The Baltimore man who plotted to attack an Armed Forces recruiting station because he thought the U.S. was “waging war” against Islam was sentenced Friday to 25 years in prison.
Antonio Martinez, a U.S. citizen who converted to Islam and began using the name Muhammad Hussain, had pleaded guilty in January to attempting to use a weapon of mass destruction against federal property. Martinez admitted he tried to detonate what he thought was a working car bomb at a Catonsville recruiting station in December 2010.
“Mr. Martinez was sentenced today and fully accepted responsibility for his acts,” his lawyer, Maryland Deputy Federal Public Defender Joseph A. Balter said. “He made a statement to the court in which he renounced violence and terrorism.”

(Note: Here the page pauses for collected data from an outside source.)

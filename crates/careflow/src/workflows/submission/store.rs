use crate::access::ActorId;
use crate::audit::AuditEntry;
use crate::workflows::error::StoreError;

use super::domain::{Submission, SubmissionId, SubmissionType};

/// Storage abstraction for submissions.
///
/// Implementations must persist the record and append the audit entry
/// atomically: a transition is never recorded as applied without its audit
/// trail, and vice versa. `save` must reject a stale `expected_version`
/// with `StoreError::StaleVersion` and bump the stored version on success.
pub trait SubmissionStore: Send + Sync {
    fn insert(&self, submission: Submission, audit: AuditEntry)
        -> Result<Submission, StoreError>;

    fn load(&self, id: &SubmissionId) -> Result<Option<Submission>, StoreError>;

    fn save(
        &self,
        submission: Submission,
        expected_version: u64,
        audit: AuditEntry,
    ) -> Result<Submission, StoreError>;

    /// The submitter's non-terminal submission of the given type, if any.
    fn find_active(
        &self,
        submitter: &ActorId,
        submission_type: SubmissionType,
    ) -> Result<Option<Submission>, StoreError>;

    /// All submissions lodged by one submitter, for verification progress.
    fn find_by_submitter(&self, submitter: &ActorId) -> Result<Vec<Submission>, StoreError>;
}
//! Two-tier verification review: a moderator recommends, an admin renders
//! the binding decision (approve, send back for another pass, or override).

pub mod domain;
pub mod router;
pub mod service;
pub mod store;

#[cfg(test)]
mod tests;

pub use domain::{
    AdminDecision, AdminRuling, ModeratorReview, Recommendation, Submission, SubmissionId,
    SubmissionStatus, SubmissionType, SubmissionView,
};
pub use router::{submission_router, SubmissionRouterState};
pub use service::{SubmissionWorkflow, VerificationProgress};
pub use store::SubmissionStore;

The FBI first learned of Martinez’s radical leanings through his Facebook postings, then had an undercover agent join his plot and supplied him with a fake car bomb, federal officials said.
During conversations with a confidental informant and the undercover agent, Martinez “spoke about his anger toward America, his belief that Muslims were being unjustly targeted and killed by the American military and his desire to commit jihad to send a message that American soldiers would be killed unless the country stopped its ‘war’ against Islam,” according to his plea agreement.
Martinez tried unsuccessfully to recruit others to his cause, and later agreed to meet with the informant’s “Afghani brother,” an undercover FBI agent who supplied him with the fake car bomb, according to court papers.
On December 8, 2010, Martinez said he met the informant and they drove to a parking lot near the recruiting center. In the car, the informant filmed Martinez vowing to “fight against the oppressors until those who waged war with Islam stopped their actions,” according to the plea agreement. Martinez drove the car to the front of the recruiting center, then left with the informant and tried to detonate the bomb.
During the hearing in U.S. District Court in Baltimore, Judge J. Frederick Motz also ordered Martinez to serve five years of supervised release after his prison term ends.
“We are catching dangerous suspects before they strike, and we are investigating them in a way that maximizes the liberty and security of law-abiding citizens,” said Rod J. Rosenstein, U.S. Attorney for the District of Maryland.